El número de hombres implicados en la organización fue creciendo con los años. También sus tareas. Comenzaron a dedicarse a tareas de inteligencia y a acallar en los territorios ocupados lo que ellos llamaban “tareas antijaponesas”.
Mientras crecían sus atribuciones, la organización ganaba poder y también crueldad. Cada vez se alejaba más de los principios éticos. Presiones, amenazas, detenciones arbitrarias, torturas y asesinatos.
Sucedió lo de siempre. Cuánto más poder de fuego (y de daño) tenía, mayor era la corrupción de sus altos mandos. La idea de impunidad los empujaba a traspasar cualquier límite no sólo con los prisioneros. Los líderes se enriquecieron, saquearon bienes de los lugares a los que llegaban y abusaban, también, de sus subordinados.
La Kempeitai fue utilizada por el Imperio como fuerza de choque y como modo de asegurar los territorios conquistados, disciplinar y aterrorizar a sus habitantes y para perseguir a los disidentes y opositores. A medida que Japón avanzaba en sus conquistas en China y en el resto de Oriente, la organización cada vez era más voluminosa, influyente y aumentaba su poder criminal.
En cada campo de prisioneros a cargo de la Kempeitai y en cada una de sus unidades en los países ocupados, esta organización disponía una instalación especial para llevar a delante las torturas. Despojada, con apenas una silla –para tener a una altura accesible a la víctima, para comodidad del victimario- y una mesa repleta de elementos de tortura. Grilletes, calentadores con planchas metálicas tomando temperatura, barriles repletos de agua, manoplas, elementos eléctricos, pinzas puntiagudas, tenazas, cuerdas, bolsas y todo cualquier otro objeto que pudiera lastimar al interrogado.

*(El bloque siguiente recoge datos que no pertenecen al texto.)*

//! Git access for the deployment repository.
//!
//! Two operations are needed:
//! - resolving the remote branch head without cloning
//! - a shallow, single-branch clone of that branch
//!
//! Both are blocking network calls. SSH remotes authenticate with the
//! configured private key by pointing `core.sshCommand` at it.

use std::num::NonZeroU32;
use std::path::Path;

use gix::remote::Direction;
use tracing::{debug, info};

use super::{BundleError, Repository};

type BoxError = Box<dyn std::error::Error + Send + Sync>;

/// Resolve the commit hash of the configured branch on the remote.
///
/// Lists the remote's references through a throwaway bare repository; no
/// objects are fetched.
pub fn remote_head(repository: &Repository) -> Result<String, BundleError> {
  let list_error = |source: BoxError| BundleError::RemoteList {
    url: repository.url.clone(),
    source,
  };

  let scratch = tempfile::TempDir::new().map_err(BundleError::ScratchDir)?;
  gix::init_bare(scratch.path()).map_err(|e| list_error(Box::new(e)))?;

  let options = gix::open::Options::isolated().config_overrides(config_overrides(repository));
  let repo = gix::open_opts(scratch.path(), options).map_err(|e| list_error(Box::new(e)))?;

  let refspec = branch_refspec(&repository.branch);
  let remote = repo
    .remote_at(repository.url.as_str())
    .map_err(|e| list_error(Box::new(e)))?
    .with_refspecs(Some(refspec.as_str()), Direction::Fetch)
    .map_err(|e| list_error(Box::new(e)))?;

  let connection = remote.connect(Direction::Fetch).map_err(|e| list_error(Box::new(e)))?;
  let prepared = connection
    .prepare_fetch(gix::progress::Discard, Default::default())
    .map_err(|e| list_error(Box::new(e)))?;

  let branch_ref = format!("refs/heads/{}", repository.branch);
  let head = prepared
    .ref_map()
    .mappings
    .iter()
    .filter(|mapping| mapping.remote.as_name().is_some_and(|name| name == branch_ref.as_str()))
    .find_map(|mapping| mapping.remote.as_id())
    .filter(|id| !id.is_null())
    .map(|id| id.to_string());

  match head {
    Some(hash) => {
      debug!(repo = %repository.url, branch = %repository.branch, commit_hash = %hash, "resolved remote head");
      Ok(hash)
    }
    None => Err(BundleError::BranchNotFound {
      url: repository.url.clone(),
      branch: repository.branch.clone(),
    }),
  }
}

/// Shallow clone the configured branch into `dest` and return the HEAD commit hash.
///
/// `dest` must be empty or not exist yet.
pub fn shallow_clone(repository: &Repository, dest: &Path) -> Result<String, BundleError> {
  let clone_error = |source: BoxError| BundleError::Clone {
    url: repository.url.clone(),
    source,
  };

  info!(repo = %repository.url, branch = %repository.branch, path = %dest.display(), "cloning repository");

  let refspec = branch_refspec(&repository.branch);
  let mut prepared = gix::prepare_clone(repository.url.as_str(), dest)
    .map_err(|e| clone_error(Box::new(e)))?
    .with_in_memory_config_overrides(config_overrides(repository))
    .with_shallow(gix::remote::fetch::Shallow::DepthAtRemote(NonZeroU32::MIN))
    .with_ref_name(Some(repository.branch.as_str()))
    .map_err(|e| clone_error(Box::new(e)))?
    .configure_remote(move |mut remote| {
      remote.replace_refspecs(Some(refspec.as_str()), Direction::Fetch)?;
      Ok(remote)
    });

  let (mut checkout, _outcome) = prepared
    .fetch_then_checkout(gix::progress::Discard, &gix::interrupt::IS_INTERRUPTED)
    .map_err(|e| clone_error(Box::new(e)))?;

  let (repo, _outcome) = checkout
    .main_worktree(gix::progress::Discard, &gix::interrupt::IS_INTERRUPTED)
    .map_err(|e| clone_error(Box::new(e)))?;

  let mut head = repo.head().map_err(|e| BundleError::ResolveHead(e.to_string()))?;
  let commit = head
    .peel_to_commit()
    .map_err(|e| BundleError::ResolveHead(e.to_string()))?;

  Ok(commit.id.to_string())
}

fn branch_refspec(branch: &str) -> String {
  format!("+refs/heads/{branch}:refs/remotes/origin/{branch}")
}

fn config_overrides(repository: &Repository) -> Vec<String> {
  match &repository.ssh_key_file {
    Some(key) => vec![format!(
      "core.sshCommand=ssh -i {} -o IdentitiesOnly=yes -o StrictHostKeyChecking=accept-new",
      key.display()
    )],
    None => Vec::new(),
  }
}

#[cfg(test)]
mod tests {
  use std::path::PathBuf;

  use super::*;
  use crate::bundle::fixtures::LocalRemote;

  fn repository(ssh_key_file: Option<&str>) -> Repository {
    Repository {
      url: "git@example.com:acme/deployments.git".to_string(),
      branch: "main".to_string(),
      ssh_key_file: ssh_key_file.map(PathBuf::from),
    }
  }

  #[test]
  fn refspec_tracks_single_branch() {
    assert_eq!(branch_refspec("main"), "+refs/heads/main:refs/remotes/origin/main");
  }

  #[test]
  fn ssh_key_sets_ssh_command() {
    let overrides = config_overrides(&repository(Some("/etc/gear/id_ed25519")));

    assert_eq!(overrides.len(), 1);
    assert!(overrides[0].starts_with("core.sshCommand=ssh -i /etc/gear/id_ed25519"));
  }

  #[test]
  fn no_key_means_no_overrides() {
    assert!(config_overrides(&repository(None)).is_empty());
  }

  #[test]
  fn remote_head_resolves_each_branch_tip() {
    let remote = LocalRemote::new();

    assert_eq!(remote_head(&remote.repository("main")).unwrap(), remote.main_tip);
    assert_eq!(remote_head(&remote.repository("other")).unwrap(), remote.other_tip);
    assert_ne!(remote.main_tip, remote.other_tip);
  }

  #[test]
  fn remote_head_unknown_branch() {
    let remote = LocalRemote::new();

    let err = remote_head(&remote.repository("nope")).unwrap_err();

    assert!(matches!(err, BundleError::BranchNotFound { ref branch, .. } if branch == "nope"));
  }

  #[test]
  fn remote_head_unreachable_remote() {
    let temp_dir = tempfile::TempDir::new().unwrap();
    let repository = Repository {
      url: format!("file://{}", temp_dir.path().join("missing").display()),
      branch: "main".to_string(),
      ssh_key_file: None,
    };

    assert!(remote_head(&repository).is_err());
  }

  #[test]
  fn shallow_clone_checks_out_branch_tip() {
    let remote = LocalRemote::new();
    let dest = tempfile::TempDir::new().unwrap();

    let hash = shallow_clone(&remote.repository("other"), &dest.path().join("clone")).unwrap();

    assert_eq!(hash, remote.other_tip);
    assert!(dest.path().join("clone/api.yaml").is_file());
    assert!(dest.path().join("clone/customise/web-alpha.yaml").is_file());
  }

  #[test]
  fn shallow_clone_unknown_branch_fails() {
    let remote = LocalRemote::new();
    let dest = tempfile::TempDir::new().unwrap();

    assert!(shallow_clone(&remote.repository("nope"), &dest.path().join("clone")).is_err());
  }
}
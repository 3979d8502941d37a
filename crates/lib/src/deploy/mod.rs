//! Deployment of bundles onto the container runtime.
//!
//! # Modules
//!
//! - [`activator`] - The stop-old/start-new activation sequence
//! - [`compose`] - Orchestrator capability trait and the compose CLI driver
//! - [`overrides`] - Association of `customise/` overrides with base services

pub mod activator;
pub mod compose;
pub mod overrides;

pub use activator::{ActivateError, ActivationStage, RuntimeActivator};
pub use compose::{ComposeError, ComposeProject, DockerCompose, Orchestrator, sanitize_project_name};
pub use overrides::OverrideIndex;
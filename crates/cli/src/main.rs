mod cmd;
mod logging;
mod output;

use std::path::PathBuf;
use std::process::ExitCode;

use clap::{Parser, Subcommand};

use cmd::{cmd_check, cmd_run, cmd_status};
use output::print_error;

const DEFAULT_CONFIG: &str = "config.yaml";

/// gear - Git-driven container deployment agent
#[derive(Parser)]
#[command(name = "gear")]
#[command(author, version, about, long_about = None)]
struct Cli {
  /// Enable debug logging
  #[arg(short, long, global = true)]
  verbose: bool,

  #[command(subcommand)]
  command: Commands,
}

#[derive(Subcommand)]
enum Commands {
  /// Follow the configured branch and deploy every new commit
  Run {
    /// Path to the configuration file
    #[arg(short, long, default_value = DEFAULT_CONFIG)]
    config: PathBuf,
  },

  /// Validate the configuration and query the remote once
  Check {
    /// Path to the configuration file
    #[arg(short, long, default_value = DEFAULT_CONFIG)]
    config: PathBuf,
  },

  /// Show the recorded deployment state
  Status {
    /// Path to the configuration file
    #[arg(short, long, default_value = DEFAULT_CONFIG)]
    config: PathBuf,

    /// Output as JSON
    #[arg(long)]
    json: bool,
  },
}

fn main() -> ExitCode {
  let cli = Cli::parse();

  let result = match cli.command {
    Commands::Run { config } => cmd_run(&config, cli.verbose),
    Commands::Check { config } => cmd_check(&config, cli.verbose),
    Commands::Status { config, json } => cmd_status(&config, cli.verbose, json),
  };

  match result {
    Ok(()) => ExitCode::SUCCESS,
    Err(e) => {
      print_error(&format!("{:#}", e));
      ExitCode::FAILURE
    }
  }
}
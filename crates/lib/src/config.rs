//! Agent configuration.
//!
//! The configuration is a YAML file describing the repository to follow, where
//! bundles are deployed and how often to poll:
//!
//! ```yaml
//! environment: PROD
//! sync_interval: 60
//! encryption_key_file: /etc/gear/age.key
//! repository:
//!   url: git@github.com:acme/deployments.git
//!   branch: main
//!   ssh_key_file: /etc/gear/id_ed25519
//!   override_identifier: edge-01
//! deployment:
//!   directory: /var/lib/gear
//! ```

use std::fs;
use std::io;
use std::path::{Path, PathBuf};
use std::time::Duration;

use serde::Deserialize;
use thiserror::Error;
use tracing::warn;

use crate::bundle::Repository;
use crate::consts::STATE_FILENAME;

/// Environment name that switches logging to JSON output.
pub const PRODUCTION_ENVIRONMENT: &str = "PROD";

/// Errors that can occur while loading the configuration.
#[derive(Debug, Error)]
pub enum ConfigError {
  /// The configuration file could not be read.
  #[error("failed to read config '{0}': {1}")]
  Read(PathBuf, #[source] io::Error),

  /// The configuration file is not valid YAML for the expected schema.
  #[error("failed to parse config '{0}': {1}")]
  Parse(PathBuf, #[source] serde_yaml::Error),

  /// A required value is missing or out of range.
  #[error("invalid config: {0}")]
  Invalid(&'static str),
}

#[derive(Debug, Clone, Deserialize)]
pub struct RepositoryConfig {
  pub url: String,
  pub branch: String,
  #[serde(default)]
  pub ssh_key_file: Option<PathBuf>,
  /// Identifier of this deployment target, used to select `customise/` overrides.
  #[serde(default)]
  pub override_identifier: String,
}

#[derive(Debug, Clone, Deserialize)]
pub struct DeploymentConfig {
  pub directory: PathBuf,
  #[serde(default)]
  pub state_file: Option<PathBuf>,
}

#[derive(Debug, Clone, Deserialize)]
pub struct ComposeConfig {
  #[serde(default = "default_compose_program")]
  pub program: String,
}

impl Default for ComposeConfig {
  fn default() -> Self {
    Self {
      program: default_compose_program(),
    }
  }
}

fn default_compose_program() -> String {
  "docker".to_string()
}

fn default_environment() -> String {
  PRODUCTION_ENVIRONMENT.to_string()
}

#[derive(Debug, Clone, Deserialize)]
pub struct Config {
  #[serde(default = "default_environment")]
  pub environment: String,
  /// Poll interval in seconds.
  pub sync_interval: Option<u64>,
  #[serde(default)]
  pub encryption_key_file: Option<PathBuf>,
  pub repository: RepositoryConfig,
  pub deployment: DeploymentConfig,
  #[serde(default)]
  pub compose: ComposeConfig,
}

impl Config {
  /// Read, parse and validate the configuration at `path`.
  pub fn load(path: &Path) -> Result<Self, ConfigError> {
    let content = fs::read_to_string(path).map_err(|e| ConfigError::Read(path.to_path_buf(), e))?;
    Self::from_yaml(&content).map_err(|e| match e {
      ConfigError::Parse(_, source) => ConfigError::Parse(path.to_path_buf(), source),
      other => other,
    })
  }

  /// Parse and validate configuration from a YAML string.
  pub fn from_yaml(content: &str) -> Result<Self, ConfigError> {
    let mut config: Config = serde_yaml::from_str(content).map_err(|e| ConfigError::Parse(PathBuf::new(), e))?;
    config.validate()?;
    Ok(config)
  }

  fn validate(&mut self) -> Result<(), ConfigError> {
    if self.deployment.directory.as_os_str().is_empty() {
      return Err(ConfigError::Invalid("invalid deployment directory"));
    }
    if self.repository.branch.trim().is_empty() {
      return Err(ConfigError::Invalid("invalid branch"));
    }
    if self.repository.url.trim().is_empty() {
      return Err(ConfigError::Invalid("invalid repository url"));
    }
    if self.repository.ssh_key_file.as_ref().is_some_and(|p| p.as_os_str().is_empty()) {
      return Err(ConfigError::Invalid("invalid ssh key file"));
    }
    match self.sync_interval {
      None | Some(0) => return Err(ConfigError::Invalid("invalid sync interval")),
      Some(_) => {}
    }
    if self.environment.trim().is_empty() {
      self.environment = default_environment();
    }
    if self.repository.override_identifier.is_empty() {
      warn!(
        repo = %self.repository.url,
        "no override_identifier configured, every file under customise/ will be treated as an override"
      );
    }
    Ok(())
  }

  pub fn sync_interval(&self) -> Duration {
    Duration::from_secs(self.sync_interval.unwrap_or(1))
  }

  pub fn is_production(&self) -> bool {
    self.environment.eq_ignore_ascii_case(PRODUCTION_ENVIRONMENT)
  }

  /// Path of the deployment state file.
  pub fn state_file(&self) -> PathBuf {
    self
      .deployment
      .state_file
      .clone()
      .unwrap_or_else(|| self.deployment.directory.join(STATE_FILENAME))
  }

  pub fn repository(&self) -> Repository {
    Repository {
      url: self.repository.url.clone(),
      branch: self.repository.branch.clone(),
      ssh_key_file: self.repository.ssh_key_file.clone(),
    }
  }
}
//! Container orchestration driver.
//!
//! The activator only needs a handful of lifecycle operations on a compose
//! project, captured by the [`Orchestrator`] trait. [`DockerCompose`] is the
//! implementation used in production: it shells out to `docker compose`
//! (or any CLI with the same interface, such as `podman`).

use std::io;
use std::path::{Path, PathBuf};
use std::process::Stdio;
use std::time::Duration;

use async_trait::async_trait;
use thiserror::Error;
use tokio::fs::OpenOptions;
use tokio::io::AsyncWriteExt;
use tokio::process::Command;
use tracing::{debug, info};

use crate::consts::RUNTIME_LOG_FILENAME;

/// How long `up` may take before the stack is considered failed.
pub const UP_TIMEOUT: Duration = Duration::from_secs(10 * 60);

/// Errors returned by orchestration operations.
#[derive(Debug, Error)]
pub enum ComposeError {
  /// A definition file of the project does not exist.
  #[error("compose file not found: {0}")]
  MissingFile(PathBuf),

  /// The runtime log could not be opened.
  #[error("failed to open runtime log '{0}': {1}")]
  LogSink(PathBuf, #[source] io::Error),

  /// The orchestrator process could not be started.
  #[error("failed to run '{program}': {source}")]
  Spawn {
    program: String,
    #[source]
    source: io::Error,
  },

  /// The orchestrator exited unsuccessfully.
  #[error("compose {verb} failed for project '{project}' with exit code {code:?}")]
  Failed {
    verb: &'static str,
    project: String,
    code: Option<i32>,
  },

  /// The operation did not finish in time.
  #[error("compose {verb} timed out for project '{project}' after {}s", .timeout.as_secs())]
  Timeout {
    verb: &'static str,
    project: String,
    timeout: Duration,
  },
}

/// Sanitize arbitrary input into a compose project name.
///
/// Lowercases and drops everything outside `[a-z0-9_-]`.
pub fn sanitize_project_name(name: &str) -> String {
  name
    .to_lowercase()
    .chars()
    .filter(|c| c.is_ascii_lowercase() || c.is_ascii_digit() || *c == '_' || *c == '-')
    .collect()
}

/// A named compose project: a working directory and its definition files.
#[derive(Debug, Clone, PartialEq, Eq)]
pub struct ComposeProject {
  /// Sanitized project name.
  pub name: String,
  pub working_dir: PathBuf,
  /// Definition files relative to `working_dir`, base first then overrides.
  pub files: Vec<String>,
}

impl ComposeProject {
  pub fn new(name: &str, working_dir: impl Into<PathBuf>, files: Vec<String>) -> Self {
    Self {
      name: sanitize_project_name(name),
      working_dir: working_dir.into(),
      files,
    }
  }

  /// Create a project and check that every definition file exists.
  pub fn resolve(name: &str, working_dir: &Path, files: Vec<String>) -> Result<Self, ComposeError> {
    let project = Self::new(name, working_dir, files);
    for file in &project.files {
      let path = project.working_dir.join(file);
      if !path.is_file() {
        return Err(ComposeError::MissingFile(path));
      }
    }
    Ok(project)
  }

  /// Where orchestrator output for this project is written.
  pub fn log_path(&self) -> PathBuf {
    self.working_dir.join(RUNTIME_LOG_FILENAME)
  }
}

/// Lifecycle operations on a compose project.
#[async_trait]
pub trait Orchestrator: Send + Sync {
  /// Create and start the project's containers, waiting until they are running.
  async fn up(&self, project: &ComposeProject) -> Result<(), ComposeError>;
  /// Stop and remove the project's containers.
  async fn down(&self, project: &ComposeProject) -> Result<(), ComposeError>;
  async fn start(&self, project: &ComposeProject) -> Result<(), ComposeError>;
  async fn stop(&self, project: &ComposeProject) -> Result<(), ComposeError>;
  async fn build(&self, project: &ComposeProject) -> Result<(), ComposeError>;
  async fn pull(&self, project: &ComposeProject) -> Result<(), ComposeError>;
}

/// [`Orchestrator`] that drives the `compose` subcommand of a container CLI.
#[derive(Debug, Clone)]
pub struct DockerCompose {
  program: String,
  up_timeout: Duration,
}

impl Default for DockerCompose {
  fn default() -> Self {
    Self::new("docker")
  }
}

impl DockerCompose {
  pub fn new(program: impl Into<String>) -> Self {
    Self {
      program: program.into(),
      up_timeout: UP_TIMEOUT,
    }
  }

  pub fn with_up_timeout(mut self, timeout: Duration) -> Self {
    self.up_timeout = timeout;
    self
  }

  fn command(&self, project: &ComposeProject, verb: &'static str, args: &[&str]) -> Vec<String> {
    let mut argv = vec![
      "compose".to_string(),
      "--project-name".to_string(),
      project.name.clone(),
      "--project-directory".to_string(),
      project.working_dir.display().to_string(),
    ];
    for file in &project.files {
      argv.push("--file".to_string());
      argv.push(project.working_dir.join(file).display().to_string());
    }
    argv.push(verb.to_string());
    argv.extend(args.iter().map(|a| a.to_string()));
    argv
  }

  async fn run(
    &self,
    project: &ComposeProject,
    verb: &'static str,
    args: &[&str],
    timeout: Option<Duration>,
  ) -> Result<(), ComposeError> {
    let argv = self.command(project, verb, args);
    let log_path = project.log_path();

    let mut log = OpenOptions::new()
      .create(true)
      .append(true)
      .open(&log_path)
      .await
      .map_err(|e| ComposeError::LogSink(log_path.clone(), e))?;
    let header = format!("$ {} {}\n", self.program, argv.join(" "));
    log
      .write_all(header.as_bytes())
      .await
      .map_err(|e| ComposeError::LogSink(log_path.clone(), e))?;
    let log = log.into_std().await;
    let stderr = log.try_clone().map_err(|e| ComposeError::LogSink(log_path.clone(), e))?;

    info!(project = %project.name, verb, "running compose");
    debug!(program = %self.program, args = ?argv, log = %log_path.display(), "spawning compose");

    let mut child = Command::new(&self.program)
      .args(&argv)
      .current_dir(&project.working_dir)
      .stdin(Stdio::null())
      .stdout(Stdio::from(log))
      .stderr(Stdio::from(stderr))
      .kill_on_drop(true)
      .spawn()
      .map_err(|source| ComposeError::Spawn {
        program: self.program.clone(),
        source,
      })?;

    let status = match timeout {
      Some(limit) => match tokio::time::timeout(limit, child.wait()).await {
        Ok(status) => status,
        Err(_) => {
          // Dropping the child kills it.
          return Err(ComposeError::Timeout {
            verb,
            project: project.name.clone(),
            timeout: limit,
          });
        }
      },
      None => child.wait().await,
    }
    .map_err(|source| ComposeError::Spawn {
      program: self.program.clone(),
      source,
    })?;

    if !status.success() {
      return Err(ComposeError::Failed {
        verb,
        project: project.name.clone(),
        code: status.code(),
      });
    }

    debug!(project = %project.name, verb, "compose finished");
    Ok(())
  }
}

#[async_trait]
impl Orchestrator for DockerCompose {
  async fn up(&self, project: &ComposeProject) -> Result<(), ComposeError> {
    self
      .run(project, "up", &["--detach", "--wait", "--remove-orphans"], Some(self.up_timeout))
      .await
  }

  async fn down(&self, project: &ComposeProject) -> Result<(), ComposeError> {
    self.run(project, "down", &["--remove-orphans"], None).await
  }

  async fn start(&self, project: &ComposeProject) -> Result<(), ComposeError> {
    self.run(project, "start", &[], None).await
  }

  async fn stop(&self, project: &ComposeProject) -> Result<(), ComposeError> {
    self.run(project, "stop", &[], None).await
  }

  async fn build(&self, project: &ComposeProject) -> Result<(), ComposeError> {
    self.run(project, "build", &[], None).await
  }

  async fn pull(&self, project: &ComposeProject) -> Result<(), ComposeError> {
    self.run(project, "pull", &[], None).await
  }
}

Las torturas eran tan frecuentes que, en cierto momento, ya ni se esperaba obtener información de esos interrogatorios. Eran una rutina, un trámite sádico, que venía incorporado al menú de la Kempeitai. La habitualidad hizo también que se desarrollaron métodos impensados y que en cada uno la crueldad incrementara. Muchas veces el ensañamiento hacía que los prisioneros murieran. Sus torturadores concebían esa sesión como un éxito sin importar si conseguían o no el dato buscado.